Part SaaS company, part content streaming platform, Pluralsight defies easy classification, but is a high quality business directly positioned to benefit from the only constant in the work of enterprise technology – an ever increasing pace of change.  After trading down ~50% in the aftermath of a massive deceleration in bookings growth in Q2 (more on that below), Pluralsight now trades at a substantial discount to its software peers. The Company’s path forward and their ability to execute on the opportunity in front of them to become a system of record for the modern IT department is unproven, but they have all the ingredients in place to be multi-bagger over the coming years.  Even if they fall short of this potential, the current valuation allows for solid returns and the Company seems like a good candidate for acquisition by a number of much larger software companies should execution continue to fall short.

 Description and History

Pluralsight bills itself as the technology skills platform.  Founded original as an in-person IT education consultancy, Pluralsight founders had the foresight to abandon traditional face to face training sessions and crowdsource the development of digital content to carefully vetted experts based across the globe.  They build a digital content universe geared exclusively towards up-skilling IT professionals. In its early years Pluralsight sold subscriptions to individual users, but has since pivoted its business model to be >85% B2B. Pluralsight went public in 2018 after receiving funding from Insight Venture Partners and ICONIQ.  Today PS has $331M of TTM billings from more than 17K active customers. IT departments typically pay annual subscriptions ranging from $450 to $780 / head to give their employees unlimited access to thousands of rigorously reviewed and frequently updated courses designed to improve their skills across 4 key verticals – software engineering, systems architecture, cybersecurity, and data science.

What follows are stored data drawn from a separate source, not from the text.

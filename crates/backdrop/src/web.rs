//! Browser host: paints onto a `<canvas>` and drives the backdrop from two
//! `setInterval` timers plus a window `resize` listener.

use std::cell::RefCell;
use std::f64::consts::TAU;
use std::rc::Rc;

use wasm_bindgen::prelude::*;
use wasm_bindgen::JsCast;
use web_sys::{CanvasRenderingContext2d, HtmlCanvasElement, Window};

use crate::config::BackdropConfig;
use crate::render::{DrawCommand, Surface};
use crate::schedule::{Backdrop, Lifecycle};
use crate::Viewport;

/// 2D canvas context as a [`Surface`].
#[derive(Debug)]
pub struct CanvasSurface {
    ctx: CanvasRenderingContext2d,
}

impl CanvasSurface {
    /// `None` when the browser cannot hand out a 2D context.
    #[must_use]
    pub fn from_canvas(canvas: &HtmlCanvasElement) -> Option<Self> {
        let ctx = canvas
            .get_context("2d")
            .ok()
            .flatten()?
            .dyn_into::<CanvasRenderingContext2d>()
            .ok()?;
        Some(Self { ctx })
    }
}

impl Surface for CanvasSurface {
    fn draw(&mut self, command: &DrawCommand) {
        let ctx = &self.ctx;
        match *command {
            DrawCommand::Clear { width, height } => ctx.clear_rect(0.0, 0.0, width, height),
            DrawCommand::Line {
                from,
                to,
                width,
                color,
                alpha,
            } => {
                ctx.set_stroke_style_str(&color.to_string());
                ctx.set_global_alpha(alpha);
                ctx.set_line_width(width);
                ctx.begin_path();
                ctx.move_to(from.0, from.1);
                ctx.line_to(to.0, to.1);
                ctx.stroke();
            }
            DrawCommand::Circle {
                center,
                radius,
                color,
                alpha,
            } => {
                ctx.set_fill_style_str(&color.to_string());
                ctx.set_global_alpha(alpha);
                ctx.begin_path();
                if ctx.arc(center.0, center.1, radius, 0.0, TAU).is_ok() {
                    ctx.fill();
                }
            }
            DrawCommand::Square {
                origin,
                size,
                color,
                alpha,
            } => {
                ctx.set_fill_style_str(&color.to_string());
                ctx.set_global_alpha(alpha);
                ctx.fill_rect(origin.0, origin.1, size, size);
            }
        }
        ctx.set_global_alpha(1.0);
    }
}

type SharedBackdrop = Rc<RefCell<Backdrop<CanvasSurface>>>;

/// Interval handles and the closures they call. The closures must outlive
/// their intervals: `clear` before dropping.
#[derive(Debug)]
struct Timers {
    window: Window,
    tick_id: i32,
    spawn_id: i32,
    _tick: Closure<dyn FnMut()>,
    _spawn: Closure<dyn FnMut()>,
    resize: Closure<dyn FnMut()>,
}

impl Timers {
    fn clear(self) {
        self.window.clear_interval_with_handle(self.tick_id);
        self.window.clear_interval_with_handle(self.spawn_id);
        let _ = self
            .window
            .remove_event_listener_with_callback("resize", self.resize.as_ref().unchecked_ref());
    }
}

/// JS handle for one background animation bound to one canvas.
#[wasm_bindgen]
#[derive(Debug)]
pub struct SnakeBackground {
    canvas: HtmlCanvasElement,
    backdrop: SharedBackdrop,
    timers: Option<Timers>,
}

#[wasm_bindgen]
impl SnakeBackground {
    /// `options` is an optional object with camelCase [`BackdropConfig`] fields.
    #[wasm_bindgen(constructor)]
    pub fn new(canvas: HtmlCanvasElement, options: JsValue) -> Result<SnakeBackground, JsValue> {
        let config = if options.is_null() || options.is_undefined() {
            BackdropConfig::default()
        } else {
            serde_wasm_bindgen::from_value::<BackdropConfig>(options).map_err(js_error)?
        };
        init_logging(config.log_level().unwrap_or(log::Level::Info));
        let backdrop = Backdrop::new(config).map_err(js_error)?;
        Ok(Self {
            canvas,
            backdrop: Rc::new(RefCell::new(backdrop)),
            timers: None,
        })
    }

    /// Returns whether the animation is running afterwards. A canvas without
    /// a 2D context leaves it stopped without raising.
    pub fn start(&mut self) -> Result<bool, JsValue> {
        if self.timers.is_some() {
            return Ok(true);
        }
        let Some(window) = web_sys::window() else {
            tracing::debug!("no window, backdrop not started");
            return Ok(false);
        };

        let viewport = sync_canvas(&window, &self.canvas);
        let surface = CanvasSurface::from_canvas(&self.canvas);
        let seed = (js_sys::Math::random() * 9_007_199_254_740_992.0) as u64;
        let state = self
            .backdrop
            .borrow_mut()
            .start(surface, viewport, 0.0, Some(seed))
            .map_err(js_error)?;
        if state == Lifecycle::Stopped {
            return Ok(false);
        }

        match self.arm(window) {
            Ok(timers) => {
                self.timers = Some(timers);
                Ok(true)
            }
            Err(err) => {
                self.backdrop.borrow_mut().stop();
                Err(err)
            }
        }
    }

    /// Clears both timers and the resize listener. Always safe to call.
    pub fn stop(&mut self) {
        if let Some(timers) = self.timers.take() {
            timers.clear();
        }
        self.backdrop.borrow_mut().stop();
    }

    /// Resynchronize the canvas to the window size now.
    pub fn resize(&self) {
        if let Some(window) = web_sys::window() {
            let viewport = sync_canvas(&window, &self.canvas);
            self.backdrop.borrow_mut().resize(viewport);
        }
    }

    #[wasm_bindgen(js_name = isRunning)]
    #[must_use]
    pub fn is_running(&self) -> bool {
        self.backdrop.borrow().is_running()
    }

    /// Current heading discriminant, if running.
    #[must_use]
    pub fn heading(&self) -> Option<u8> {
        self.backdrop
            .borrow()
            .simulation()
            .map(|sim| sim.heading() as u8)
    }
}

impl SnakeBackground {
    fn arm(&self, window: Window) -> Result<Timers, JsValue> {
        let config = self.backdrop.borrow().config().clone();
        let tick_ms = i32::try_from(config.tick_ms).map_err(js_error)?;
        let spawn_ms = i32::try_from(config.spawn_interval_ms).map_err(js_error)?;

        let backdrop = Rc::clone(&self.backdrop);
        let tick = Closure::<dyn FnMut()>::new(move || {
            backdrop.borrow_mut().tick();
        });
        let backdrop = Rc::clone(&self.backdrop);
        let spawn = Closure::<dyn FnMut()>::new(move || {
            backdrop.borrow_mut().spawn();
        });
        let backdrop = Rc::clone(&self.backdrop);
        let canvas = self.canvas.clone();
        let resize_window = window.clone();
        let resize = Closure::<dyn FnMut()>::new(move || {
            let viewport = sync_canvas(&resize_window, &canvas);
            backdrop.borrow_mut().resize(viewport);
        });

        let tick_id = window.set_interval_with_callback_and_timeout_and_arguments_0(
            tick.as_ref().unchecked_ref(),
            tick_ms,
        )?;
        let spawn_id = match window.set_interval_with_callback_and_timeout_and_arguments_0(
            spawn.as_ref().unchecked_ref(),
            spawn_ms,
        ) {
            Ok(id) => id,
            Err(err) => {
                window.clear_interval_with_handle(tick_id);
                return Err(err);
            }
        };
        if let Err(err) =
            window.add_event_listener_with_callback("resize", resize.as_ref().unchecked_ref())
        {
            window.clear_interval_with_handle(tick_id);
            window.clear_interval_with_handle(spawn_id);
            return Err(err);
        }

        Ok(Timers {
            window,
            tick_id,
            spawn_id,
            _tick: tick,
            _spawn: spawn,
            resize,
        })
    }
}

impl Drop for SnakeBackground {
    fn drop(&mut self) {
        self.stop();
    }
}

/// Route panics and `tracing` events (through the `log` bridge) to the
/// browser console. Later calls keep the first logger.
fn init_logging(level: log::Level) {
    console_error_panic_hook::set_once();
    let _ = console_log::init_with_level(level);
}

/// Size the canvas to the window and report the new viewport.
fn sync_canvas(window: &Window, canvas: &HtmlCanvasElement) -> Viewport {
    let dimension = |value: Result<JsValue, JsValue>| {
        value
            .ok()
            .and_then(|v| v.as_f64())
            .map_or(0, |px| px.max(0.0) as u32)
    };
    let width = dimension(window.inner_width());
    let height = dimension(window.inner_height());
    canvas.set_width(width);
    canvas.set_height(height);
    Viewport::new(width, height)
}

fn js_error(err: impl std::fmt::Display) -> JsValue {
    JsError::new(&err.to_string()).into()
}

  Quality of Business and Opportunity Going Forward

Pluralsight is directly addressing the disparity between the level of technology skills required to keep companies competitive and safe from disruption and the level of technology skills actually possessed by existing in-house IT teams.  Because so many companies face a skills gap and that gap is growing over time, hiring new talent externally is becoming a harder way to solve this problem. Instead, Companies have to rely on “upskilling” their existing talent base. Training content that aligns directly to the technology roadmap of an organization and that can be linked directly to an improvement in individual productivity and use of new coding languages, security protocols, or infrastructure designs is more valuable now than ever before.  Education and training will increasingly be viewed as a strategic investment area worthy of larger budget allocations and more senior management attention than it has been historically. Pluralsight is synonymous with that training.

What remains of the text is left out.